## [Work order]
Extract each record and reproduce it exactly.

[[ Data in this exercise, beginning ]]

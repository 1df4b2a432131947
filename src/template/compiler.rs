//! Template compilation and caching
//!
//! A fragment sequence is parsed exactly once: the namespace detector
//! picks the vocabulary, the annotator rewrites the fragments with
//! durable markers, and the lenient parser builds the static tree. The
//! tree is read-only afterwards and shared by every instance
//! materialized from it.

use std::num::NonZeroUsize;
use std::rc::Rc;

use lru::LruCache;

use crate::core::markup::annotate;
use crate::core::namespace::Namespace;
use crate::dom::parser::{self, Syntax};
use crate::dom::Document;
use crate::Error;

/// Default number of compiled templates a cache retains
const DEFAULT_CACHE_CAPACITY: usize = 64;

/// A compiled, reusable static template
///
/// Holds the marker-annotated static tree for one fragment sequence.
/// Compilation happens once; materializing instances never mutates the
/// stored tree.
#[derive(Debug)]
pub struct Template {
    doc: Document,
    ns: Namespace,
    parts: usize,
}

impl Template {
    /// Compile a fragment sequence into a static template
    ///
    /// The sequence has N+1 literal fragments for N placeholders; an
    /// empty sequence is an input contract violation.
    pub fn compile(fragments: &[&str]) -> Result<Template, Error> {
        if fragments.is_empty() {
            return Err(Error::EmptyTemplate);
        }

        let concatenated = fragments.concat();
        let ns = Namespace::detect(&concatenated)?;
        let annotated = annotate(fragments, ns)?;

        let doc = match ns {
            Namespace::Html => parse_lenient(&annotated)?,
            Namespace::Svg => {
                // Host parsers need a namespace-establishing root to
                // handle foreign-vocabulary markup; wrap, parse, then
                // promote the wrapper's children to the top level.
                let wrapped = format!("<svg>{}</svg>", annotated);
                let mut doc = parse_lenient(&wrapped)?;
                unwrap_svg_root(&mut doc);
                doc
            }
        };

        log::debug!(
            "compiled template: {:?}, {} fragments, {} parts",
            ns,
            fragments.len(),
            fragments.len() - 1
        );
        Ok(Template {
            doc,
            ns,
            parts: fragments.len() - 1,
        })
    }

    /// The vocabulary this template was parsed under
    pub fn namespace(&self) -> Namespace {
        self.ns
    }

    /// Number of placeholders in the fragment sequence
    pub fn part_count(&self) -> usize {
        self.parts
    }

    /// The annotated static tree
    pub(crate) fn doc(&self) -> &Document {
        &self.doc
    }
}

fn parse_lenient(markup: &str) -> Result<Document, Error> {
    parser::parse(markup, Syntax::Lenient)
        .map_err(|e| Error::MalformedMarkup { position: e.position })
}

/// Promote the children of the synthetic svg wrapper to the top level
/// and drop the wrapper
fn unwrap_svg_root(doc: &mut Document) {
    let root = doc.root();
    let Some(wrapper) = doc
        .children(root)
        .find(|&id| doc.tag_name(id) == Some("svg"))
    else {
        return;
    };
    while let Some(child) = doc.first_child(wrapper) {
        doc.insert_before(root, child, Some(wrapper));
    }
    doc.detach(wrapper);
}

/// Memo of compiled templates keyed by fragment-sequence identity
///
/// The intended usage pattern is one static fragment sequence declared
/// per template site and reused across many instantiations, so the key
/// is the sequence's pointer identity: an equal-but-distinct sequence
/// is a cache miss by design.
pub struct TemplateCache {
    cache: LruCache<usize, Rc<Template>>,
}

impl Default for TemplateCache {
    fn default() -> Self {
        Self::new()
    }
}

impl TemplateCache {
    /// Create a cache with the default capacity
    pub fn new() -> Self {
        Self::with_capacity(DEFAULT_CACHE_CAPACITY)
    }

    /// Create a cache retaining up to `capacity` compiled templates
    pub fn with_capacity(capacity: usize) -> Self {
        let capacity = NonZeroUsize::new(capacity.max(1)).expect("capacity is at least 1");
        TemplateCache {
            cache: LruCache::new(capacity),
        }
    }

    /// Compile `fragments`, reusing the cached template when the same
    /// sequence object was compiled before
    pub fn compile(&mut self, fragments: &'static [&'static str]) -> Result<Rc<Template>, Error> {
        let key = fragments.as_ptr() as usize;
        if let Some(template) = self.cache.get(&key) {
            log::debug!("template cache hit for sequence @{:#x}", key);
            return Ok(Rc::clone(template));
        }
        log::debug!("template cache miss for sequence @{:#x}", key);
        let template = Rc::new(Template::compile(fragments)?);
        self.cache.put(key, Rc::clone(&template));
        Ok(template)
    }

    /// Number of templates currently cached
    pub fn len(&self) -> usize {
        self.cache.len()
    }

    pub fn is_empty(&self) -> bool {
        self.cache.is_empty()
    }
}
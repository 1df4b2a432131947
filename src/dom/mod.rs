//! DOM module - arena-based host tree
//!
//! Implements the tree the engine materializes into:
//! - Arena allocation for nodes
//! - NodeId (u32) indices for cache-friendly traversal
//! - String interning for element and attribute names
//! - Mutation primitives (insert-before, detach, attribute and text
//!   updates) with an observable mutation counter
//! - A lenient and a strict markup parser

pub mod document;
pub mod node;
pub mod parser;
pub mod strings;

pub use document::Document;
pub use node::{Attr, Node, NodeId, NodeKind};
pub use parser::{ParseError, Syntax};
pub use strings::StringPool;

[[ Data in this exercise, end ]]

## [Task response]
repository 1df4b2a432131947
filename src/template/compiler.rs
//! Template compilation and caching
//!
//! A fragment sequence is parsed exactly once: the namespace detector
//! picks the vocabulary, the annotator rewrites the fragments with
//! durable markers, and the lenient parser builds the static tree. The
//! tree is read-only afterwards and shared by every instance
//! materialized from it.

use std::num::NonZeroUsize;
use std::rc::Rc;

use lru::LruCache;

use crate::core::markup::annotate;
use crate::core::namespace::Namespace;
use crate::dom::parser::{self, Syntax};
use crate::dom::Document;
use crate::Error;

/// Default number of compiled templates a cache retains
const DEFAULT_CACHE_CAPACITY: usize = 64;

/// A compiled, reusable static template
///
/// Holds the marker-annotated static tree for one fragment sequence.
/// Compilation happens once; materializing instances never mutates the
/// stored tree.
#[derive(Debug)]
pub struct Template {
    doc: Document,
    ns: Namespace,
    parts: usize,
}

impl Template {
    /// Compile a fragment sequence into a static template
    ///
    /// The sequence has N+1 literal fragments for N placeholders; an
    /// empty sequence is an input contract violation.
    pub fn compile(fragments: &[&str]) -> Result<Template, Error> {
        if fragments.is_empty() {
            return Err(Error::EmptyTemplate);
        }

        let concatenated = fragments.concat();
        let ns = Namespace::detect(&concatenated)?;
        let annotated = annotate(fragments, ns)?;

        let doc = match ns {
            Namespace::Html => parse_lenient(&annotated)?,
            Namespace::Svg => {
                // Host parsers need a namespace-establishing root to
                // handle foreign-vocabulary markup; wrap, parse, then
                // promote the wrapper's children to the top level.
                let wrapped = format!("<svg>{}</svg>", annotated);
                let mut doc = parse_lenient(&wrapped)?;
                unwrap_svg_root(&mut doc);
                doc
            }
        };

        log::debug!(
            "compiled template: {:?}, {} fragments, {} parts",
            ns,
            fragments.len(),
            fragments.len() - 1
        );
        Ok(Template {
            doc,
            ns,
            parts: fragments.len() - 1,
        })
    }

    /// The vocabulary this template was parsed under
    pub fn namespace(&self) -> Namespace {
        self.ns
    }

    /// Number of placeholders in the fragment sequence
    pub fn part_count(&self) -> usize {
        self.parts
    }

    /// The annotated static tree
    pub(crate) fn doc(&self) -> &Document {
        &self.doc
    }
}

fn parse_lenient(markup: &str) -> Result<Document, Error> {
    parser::parse(markup, Syntax::Lenient)
        .map_err(|e| Error::MalformedMarkup { position: e.position })
}

/// Promote the children of the synthetic svg wrapper to the top level
/// and drop the wrapper
fn unwrap_svg_root(doc: &mut Document) {
    let root = doc.root();
    let Some(wrapper) = doc
        .children(root)
        .find(|&id| doc.tag_name(id) == Some("svg"))
    else {
        return;
    };
    while let Some(child) = doc.first_child(wrapper) {
        doc.insert_before(root, child, Some(wrapper));
    }
    doc.detach(wrapper);
}

/// Memo of compiled templates keyed by fragment-sequence identity
///
/// The intended usage pattern is one static fragment sequence declared
/// per template site and reused across many instantiations, so the key
/// is the sequence's pointer identity: an equal-but-distinct sequence
/// is a cache miss by design.
pub struct TemplateCache {
    cache: LruCache<usize, Rc<Template>>,
}

impl Default for TemplateCache {
    fn default() -> Self {
        Self::new()
    }
}

impl TemplateCache {
    /// Create a cache with the default capacity
    pub fn new() -> Self {
        Self::with_capacity(DEFAULT_CACHE_CAPACITY)
    }

    /// Create a cache retaining up to `capacity` compiled templates
    pub fn with_capacity(capacity: usize) -> Self {
        let capacity = NonZeroUsize::new(capacity.max(1)).expect("capacity is at least 1");
        TemplateCache {
            cache: LruCache::new(capacity),
        }
    }

    /// Compile `fragments`, reusing the cached template when the same
    /// sequence object was compiled before
    pub fn compile(&mut self, fragments: &'static [&'static str]) -> Result<Rc<Template>, Error> {
        let key = fragments.as_ptr() as usize;
        if let Some(template) = self.cache.get(&key) {
            log::debug!("template cache hit for sequence @{:#x}", key);
            return Ok(Rc::clone(template));
        }
        log::debug!("template cache miss for sequence @{:#x}", key);
        let template = Rc::new(Template::compile(fragments)?);
        self.cache.put(key, Rc::clone(&template));
        Ok(template)
    }

    /// Number of templates currently cached
    pub fn len(&self) -> usize {
        self.cache.len()
    }

    pub fn is_empty(&self) -> bool {
        self.cache.is_empty()
    }
}
repository 1df4b2a432131947
filename src/dom/mod.rs
//! DOM module - arena-based host tree
//!
//! Implements the tree the engine materializes into:
//! - Arena allocation for nodes
//! - NodeId (u32) indices for cache-friendly traversal
//! - String interning for element and attribute names
//! - Mutation primitives (insert-before, detach, attribute and text
//!   updates) with an observable mutation counter
//! - A lenient and a strict markup parser

pub mod document;
pub mod node;
pub mod parser;
pub mod strings;

pub use document::Document;
pub use node::{Attr, Node, NodeId, NodeKind};
pub use parser::{ParseError, Syntax};
pub use strings::StringPool;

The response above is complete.